# AVAILABLE DATA:
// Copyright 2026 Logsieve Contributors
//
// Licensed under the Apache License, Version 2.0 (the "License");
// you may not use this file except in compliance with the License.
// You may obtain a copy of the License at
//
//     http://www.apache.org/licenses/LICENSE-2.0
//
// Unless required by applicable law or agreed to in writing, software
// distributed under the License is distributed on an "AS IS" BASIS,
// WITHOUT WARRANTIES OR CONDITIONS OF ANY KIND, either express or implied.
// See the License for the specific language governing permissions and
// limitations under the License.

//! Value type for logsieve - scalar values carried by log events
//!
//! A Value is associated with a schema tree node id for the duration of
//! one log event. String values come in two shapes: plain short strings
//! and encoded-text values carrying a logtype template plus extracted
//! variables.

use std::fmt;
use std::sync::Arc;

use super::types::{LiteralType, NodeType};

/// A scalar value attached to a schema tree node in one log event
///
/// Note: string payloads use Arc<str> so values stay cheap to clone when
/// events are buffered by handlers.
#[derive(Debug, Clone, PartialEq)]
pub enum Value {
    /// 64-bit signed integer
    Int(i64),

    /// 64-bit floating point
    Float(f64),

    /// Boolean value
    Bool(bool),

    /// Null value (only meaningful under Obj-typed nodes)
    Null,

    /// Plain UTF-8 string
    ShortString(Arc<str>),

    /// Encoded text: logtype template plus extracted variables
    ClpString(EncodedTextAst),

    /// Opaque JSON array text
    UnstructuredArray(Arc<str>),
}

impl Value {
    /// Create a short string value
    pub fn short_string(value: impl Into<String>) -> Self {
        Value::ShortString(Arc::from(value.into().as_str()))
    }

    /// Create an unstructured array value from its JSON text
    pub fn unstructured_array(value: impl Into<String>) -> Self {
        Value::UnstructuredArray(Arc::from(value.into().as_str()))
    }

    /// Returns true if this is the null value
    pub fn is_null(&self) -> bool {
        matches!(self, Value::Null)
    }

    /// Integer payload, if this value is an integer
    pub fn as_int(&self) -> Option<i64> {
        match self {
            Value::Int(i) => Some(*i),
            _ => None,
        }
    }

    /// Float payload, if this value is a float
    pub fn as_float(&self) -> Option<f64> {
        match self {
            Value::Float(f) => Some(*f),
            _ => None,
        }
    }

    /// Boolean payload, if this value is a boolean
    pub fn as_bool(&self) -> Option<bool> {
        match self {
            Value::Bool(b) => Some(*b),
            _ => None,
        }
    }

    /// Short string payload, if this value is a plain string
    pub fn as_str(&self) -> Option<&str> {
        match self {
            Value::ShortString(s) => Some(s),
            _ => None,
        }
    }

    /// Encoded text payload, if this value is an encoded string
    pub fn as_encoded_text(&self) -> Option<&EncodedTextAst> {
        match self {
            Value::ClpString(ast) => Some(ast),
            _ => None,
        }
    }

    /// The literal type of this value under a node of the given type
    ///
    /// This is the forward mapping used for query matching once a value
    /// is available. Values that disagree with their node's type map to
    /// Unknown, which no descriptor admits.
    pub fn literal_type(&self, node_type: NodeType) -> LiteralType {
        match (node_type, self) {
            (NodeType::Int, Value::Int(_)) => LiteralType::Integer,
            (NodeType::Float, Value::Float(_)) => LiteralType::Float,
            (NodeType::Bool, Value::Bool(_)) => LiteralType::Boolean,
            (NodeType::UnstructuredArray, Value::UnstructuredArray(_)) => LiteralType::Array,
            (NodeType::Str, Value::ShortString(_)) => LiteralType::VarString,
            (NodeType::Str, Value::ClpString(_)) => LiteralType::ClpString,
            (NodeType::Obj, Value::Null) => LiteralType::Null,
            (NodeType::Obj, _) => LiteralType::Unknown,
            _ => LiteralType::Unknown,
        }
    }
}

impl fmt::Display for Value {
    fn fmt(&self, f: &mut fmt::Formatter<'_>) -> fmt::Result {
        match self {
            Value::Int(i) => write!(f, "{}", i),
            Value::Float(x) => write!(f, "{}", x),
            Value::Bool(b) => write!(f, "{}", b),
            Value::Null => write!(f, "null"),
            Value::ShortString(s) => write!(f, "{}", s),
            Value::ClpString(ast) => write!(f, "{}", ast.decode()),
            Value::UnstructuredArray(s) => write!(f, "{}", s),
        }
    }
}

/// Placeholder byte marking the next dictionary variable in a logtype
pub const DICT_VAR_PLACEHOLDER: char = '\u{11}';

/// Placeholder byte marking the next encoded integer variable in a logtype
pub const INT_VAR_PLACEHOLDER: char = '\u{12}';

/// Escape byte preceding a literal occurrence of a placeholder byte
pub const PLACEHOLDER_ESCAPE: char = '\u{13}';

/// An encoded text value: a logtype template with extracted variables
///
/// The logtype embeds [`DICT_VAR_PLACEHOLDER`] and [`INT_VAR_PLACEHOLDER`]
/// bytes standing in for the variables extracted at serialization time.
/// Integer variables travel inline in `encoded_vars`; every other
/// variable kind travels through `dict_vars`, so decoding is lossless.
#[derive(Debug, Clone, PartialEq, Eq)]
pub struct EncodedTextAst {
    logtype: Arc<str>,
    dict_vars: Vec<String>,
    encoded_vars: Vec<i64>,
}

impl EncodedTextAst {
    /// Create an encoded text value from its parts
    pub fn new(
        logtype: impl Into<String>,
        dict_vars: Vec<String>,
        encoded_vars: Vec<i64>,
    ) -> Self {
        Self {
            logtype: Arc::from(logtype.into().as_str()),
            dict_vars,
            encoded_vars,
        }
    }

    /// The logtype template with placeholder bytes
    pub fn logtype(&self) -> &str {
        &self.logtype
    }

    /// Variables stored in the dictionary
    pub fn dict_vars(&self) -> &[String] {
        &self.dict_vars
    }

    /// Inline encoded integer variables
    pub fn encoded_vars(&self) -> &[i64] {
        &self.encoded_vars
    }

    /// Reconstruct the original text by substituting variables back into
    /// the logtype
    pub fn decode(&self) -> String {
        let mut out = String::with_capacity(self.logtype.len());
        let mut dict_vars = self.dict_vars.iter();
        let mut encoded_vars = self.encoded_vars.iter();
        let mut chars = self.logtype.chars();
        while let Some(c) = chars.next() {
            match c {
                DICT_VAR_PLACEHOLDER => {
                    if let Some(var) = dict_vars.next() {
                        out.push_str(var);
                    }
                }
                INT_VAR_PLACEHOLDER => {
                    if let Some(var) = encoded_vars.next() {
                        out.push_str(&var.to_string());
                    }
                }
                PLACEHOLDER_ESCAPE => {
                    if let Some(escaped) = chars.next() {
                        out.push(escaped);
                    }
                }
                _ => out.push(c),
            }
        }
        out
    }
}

---

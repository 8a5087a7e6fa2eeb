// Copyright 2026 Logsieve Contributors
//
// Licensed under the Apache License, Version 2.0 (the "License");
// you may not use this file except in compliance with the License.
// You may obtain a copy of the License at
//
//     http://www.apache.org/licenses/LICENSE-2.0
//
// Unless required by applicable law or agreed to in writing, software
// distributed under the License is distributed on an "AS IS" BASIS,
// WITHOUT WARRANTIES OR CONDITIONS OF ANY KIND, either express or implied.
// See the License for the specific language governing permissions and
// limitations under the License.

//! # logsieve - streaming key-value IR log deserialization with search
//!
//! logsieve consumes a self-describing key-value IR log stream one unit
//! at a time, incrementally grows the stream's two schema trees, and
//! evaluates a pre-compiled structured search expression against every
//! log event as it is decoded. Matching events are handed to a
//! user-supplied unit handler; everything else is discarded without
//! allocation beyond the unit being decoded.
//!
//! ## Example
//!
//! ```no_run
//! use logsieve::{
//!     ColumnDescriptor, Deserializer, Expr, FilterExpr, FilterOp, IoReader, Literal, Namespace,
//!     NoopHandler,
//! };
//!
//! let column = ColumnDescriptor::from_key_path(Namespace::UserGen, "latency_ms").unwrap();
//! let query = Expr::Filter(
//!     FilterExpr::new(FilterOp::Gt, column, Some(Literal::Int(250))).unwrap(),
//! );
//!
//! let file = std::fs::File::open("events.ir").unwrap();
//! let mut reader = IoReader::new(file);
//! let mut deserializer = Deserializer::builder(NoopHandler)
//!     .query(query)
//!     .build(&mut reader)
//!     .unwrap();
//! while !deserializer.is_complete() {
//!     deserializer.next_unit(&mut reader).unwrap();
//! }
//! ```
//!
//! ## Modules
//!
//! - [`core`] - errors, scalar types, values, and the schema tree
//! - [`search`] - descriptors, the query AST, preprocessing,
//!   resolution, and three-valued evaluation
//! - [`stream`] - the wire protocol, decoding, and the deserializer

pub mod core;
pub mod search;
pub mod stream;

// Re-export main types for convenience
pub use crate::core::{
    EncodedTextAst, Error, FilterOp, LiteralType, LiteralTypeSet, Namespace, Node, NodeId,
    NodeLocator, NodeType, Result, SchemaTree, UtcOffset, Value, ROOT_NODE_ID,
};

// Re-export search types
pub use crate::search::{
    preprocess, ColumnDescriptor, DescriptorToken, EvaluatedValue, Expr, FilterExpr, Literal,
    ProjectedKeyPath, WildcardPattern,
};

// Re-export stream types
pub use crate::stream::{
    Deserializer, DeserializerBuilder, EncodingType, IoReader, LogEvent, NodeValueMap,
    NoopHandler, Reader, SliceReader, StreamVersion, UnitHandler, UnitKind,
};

# TASK STATEMENT:
Show, from the listing above, every line holding the word "LiteralType".

# TASK RESPONSE:
use super::types::{LiteralType, NodeType};
    pub fn literal_type(&self, node_type: NodeType) -> LiteralType {
            (NodeType::Int, Value::Int(_)) => LiteralType::Integer,
            (NodeType::Float, Value::Float(_)) => LiteralType::Float,
            (NodeType::Bool, Value::Bool(_)) => LiteralType::Boolean,
            (NodeType::UnstructuredArray, Value::UnstructuredArray(_)) => LiteralType::Array,
            (NodeType::Str, Value::ShortString(_)) => LiteralType::VarString,
            (NodeType::Str, Value::ClpString(_)) => LiteralType::ClpString,
            (NodeType::Obj, Value::Null) => LiteralType::Null,
            (NodeType::Obj, _) => LiteralType::Unknown,
            _ => LiteralType::Unknown,
    EncodedTextAst, Error, FilterOp, LiteralType, LiteralTypeSet, Namespace, Node, NodeId,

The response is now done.